Canadian WWI victory no longer 'historical footnote' with new Hill 70 memorial
Published Wednesday, October 2, 2019 8:51AM EDT
TORONTO -- Canadian soldiers who fought in a little known battle in the First World War were honoured at the unveiling of a new memorial in France on Wednesday.
The battle and victory at Hill 70 in 1917 is not as renowned as the battle of Vimy Ridge, which was fought the same year. But the fight proved essential, according to historians, during a war in which controlling the high ground was essential.
“The Hill 70 battle is a story of great hardship and sacrifice, a young country growing in confidence,” said Colonel Mark Hutchings, chairman of the Hill 70 Project board at the ceremony Wednesday. “And it’s a story of great victory, that for too long -- true to our modest Canadian character -- was a historical footnote.”

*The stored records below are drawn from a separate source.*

use std::any::{TypeId, type_name};
use std::fmt;
use std::hash::{Hash, Hasher};

/// Runtime identity of a Rust type, with its name kept for diagnostics.
///
/// Equality and hashing use the `TypeId` only.
#[derive(Clone, Copy)]
pub struct TypeKey {
    id: TypeId,
    name: &'static str,
}

impl TypeKey {
    #[must_use]
    pub fn of<T: ?Sized + 'static>() -> Self {
        Self {
            id: TypeId::of::<T>(),
            name: type_name::<T>(),
        }
    }

    #[inline]
    #[must_use]
    pub fn id(&self) -> TypeId {
        self.id
    }

    #[inline]
    #[must_use]
    pub fn name(&self) -> &'static str {
        self.name
    }

    /// Returns true if this key identifies `T`.
    #[inline]
    #[must_use]
    pub fn is<T: ?Sized + 'static>(&self) -> bool {
        self.id == TypeId::of::<T>()
    }
}

impl PartialEq for TypeKey {
    fn eq(&self, other: &Self) -> bool {
        self.id == other.id
    }
}

impl Eq for TypeKey {}

impl Hash for TypeKey {
    fn hash<H: Hasher>(&self, state: &mut H) {
        self.id.hash(state);
    }
}

impl fmt::Debug for TypeKey {
    fn fmt(&self, f: &mut fmt::Formatter<'_>) -> fmt::Result {
        write!(f, "TypeKey({})", self.name)
    }
}

impl fmt::Display for TypeKey {
    fn fmt(&self, f: &mut fmt::Formatter<'_>) -> fmt::Result {
        f.write_str(self.name)
    }
}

The new memorial in a park near the town of Loos-en-Gohelle is intended to right that wrong. Dignitaries and families of descendants attended the memorial unveiling Wednesday. Poppies grow throughout the park surrounding the large white obelisk erected through donations of $8.5 million. Placards featuring the writings and drawings of soldiers who fought in the battle are also featured at the site, which CTV News London bureau chief Paul Workman said is likely the last memorial to be erected for the First World War in Europe.

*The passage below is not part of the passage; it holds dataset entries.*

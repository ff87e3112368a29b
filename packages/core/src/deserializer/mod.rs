//! Deserialization contracts
//!
//! Two roles drive reconstruction of one object from a shared token source:
//!
//! - [`RawDeserializer`]: owns the whole strategy, including how far the
//!   source is consumed.
//! - [`EventDeserializer`]: only produces a value from a bounded
//!   [`ObjectEvents`](crate::events::ObjectEvents) reader. Wrapped in
//!   [`EventDriven`], it becomes a `RawDeserializer` that always consumes the
//!   object completely, however little of it the hook read.

mod context;
mod contracts;
mod table;

pub use context::DeserializeContext;
pub use contracts::{EventDeserializer, EventDriven, RawDeserializer};
pub use table::DeserializerTable;
//! Type registry tests

use std::sync::Arc;
use std::thread;

use objstream_core::registry::{TypeKey, TypeRegistry, Typed};

struct Person;
struct Address;
struct Company;
struct Employee;

impl Typed for Person {}
impl Typed for Company {}

#[cfg(test)]
mod type_key_tests {
    use super::*;

    #[test]
    fn keys_compare_by_type() {
        assert_eq!(TypeKey::of::<Person>(), TypeKey::of::<Person>());
        assert_ne!(TypeKey::of::<Person>(), TypeKey::of::<Address>());
        assert!(TypeKey::of::<Address>().is::<Address>());
        assert!(!TypeKey::of::<Address>().is::<Person>());
    }

    #[test]
    fn keys_carry_the_type_name() {
        let key = TypeKey::of::<String>();
        assert_eq!(key.name(), "alloc::string::String");
        assert_eq!(key.to_string(), "alloc::string::String");
        assert_eq!(format!("{key:?}"), "TypeKey(alloc::string::String)");
    }
}

#[cfg(test)]
mod registry_tests {
    use super::*;

    #[test]
    fn registered_type_resolves() {
        let registry = TypeRegistry::new();
        registry.register(TypeKey::of::<Person>(), "address", TypeKey::of::<Address>());

        assert_eq!(
            registry.resolve(TypeKey::of::<Person>(), "address"),
            Some(TypeKey::of::<Address>())
        );
        assert_eq!(registry.len(), 1);
    }

    #[test]
    fn unknown_pairs_resolve_to_nothing() {
        let registry = TypeRegistry::new();
        assert!(registry.is_empty());
        assert_eq!(registry.resolve(TypeKey::of::<Person>(), "address"), None);

        registry.register_for::<Person, Address>("address");
        assert_eq!(registry.resolve_for::<Person>("employer"), None);
        assert_eq!(registry.resolve_for::<Company>("address"), None);
    }

    #[test]
    fn last_registration_wins() {
        let registry = TypeRegistry::new();
        registry.register_for::<Person, Address>("home");
        registry.register_for::<Person, Company>("home");

        assert_eq!(registry.resolve_for::<Person>("home"), Some(TypeKey::of::<Company>()));
        assert_eq!(registry.len(), 1);
    }

    #[test]
    fn properties_are_scoped_by_owner() {
        let registry = TypeRegistry::new();
        registry.register_for::<Person, Address>("location");
        registry.register_for::<Company, Employee>("location");

        assert_eq!(registry.resolve_for::<Person>("location"), Some(TypeKey::of::<Address>()));
        assert_eq!(registry.resolve_for::<Company>("location"), Some(TypeKey::of::<Employee>()));
        assert_eq!(registry.len(), 2);
    }

    #[test]
    fn global_registry_is_shared() {
        struct GlobalOwner;
        struct GlobalValue;

        TypeRegistry::global().register_for::<GlobalOwner, GlobalValue>("value");
        assert_eq!(
            TypeRegistry::global().resolve_for::<GlobalOwner>("value"),
            Some(TypeKey::of::<GlobalValue>())
        );
        assert!(std::ptr::eq(TypeRegistry::global(), TypeRegistry::global()));
    }

    #[test]
    fn concurrent_registration_is_safe() {
        let registry = Arc::new(TypeRegistry::new());
        let handles: Vec<_> = (0..8)
            .map(|i| {
                let registry = Arc::clone(&registry);
                thread::spawn(move || {
                    registry.register_for::<Person, Address>(format!("field_{i}"));
                })
            })
            .collect();
        for handle in handles {
            handle.join().expect("registration thread");
        }

        assert_eq!(registry.len(), 8);
        assert_eq!(registry.resolve_for::<Person>("field_3"), Some(TypeKey::of::<Address>()));
    }
}

#[cfg(test)]
mod typed_tests {
    use super::*;

    #[test]
    fn owner_defaults_to_the_implementing_type() {
        let registry = TypeRegistry::new();
        Person::register_type::<Address>(&registry, "address");

        assert_eq!(Person::resolve(&registry, "address"), Some(TypeKey::of::<Address>()));
        assert_eq!(Company::resolve(&registry, "address"), None);
    }

    #[test]
    fn explicit_owner_variants() {
        let registry = TypeRegistry::new();
        Person::register_type_on(
            &registry,
            "staff",
            TypeKey::of::<Employee>(),
            TypeKey::of::<Company>(),
        );

        assert_eq!(Person::resolve(&registry, "staff"), None);
        assert_eq!(
            Person::resolve_on(&registry, "staff", TypeKey::of::<Company>()),
            Some(TypeKey::of::<Employee>())
        );
        assert_eq!(Company::resolve(&registry, "staff"), Some(TypeKey::of::<Employee>()));
    }
}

The battle was the first time a Canadian general commanded Canadian soldiers. British General Douglas Haig had ordered Canadian General Sir Arthur Currie to launch an assault in the city of Lens. But Currie had a better idea: “Instead of attacking the heavily fortified city directly, Currie, after studying the ground, convinced his British superiors that a better plan would be to capture Hill 70, directly to the north,” according to the Canadian War Museum website. “ If this dominating hill could be taken, the Germans would have no choice but to counterattack. Currie planned for artillery and machine-guns to smash these German concentrations, thereby weakening their hold on the entire sector.”
More than 9,000 Canadian soldiers died during the battle, but an estimated 25,000 German soldiers were killed or wounded as soldiers fought back 21 German mustard gas and flame thrower counter-attacks over several days. Six members of the Canadian Corps earned Victoria Crosses, the highest award in the U.K. honours system.
“As a nation we may have overlooked this battle for almost a century,” said Hutchings on Wednesday. “But the family of the thousands of men killed or wounded here have never forgotten Hill 70. For them erecting this monument and telling the Hill 70 story is deeply personal.”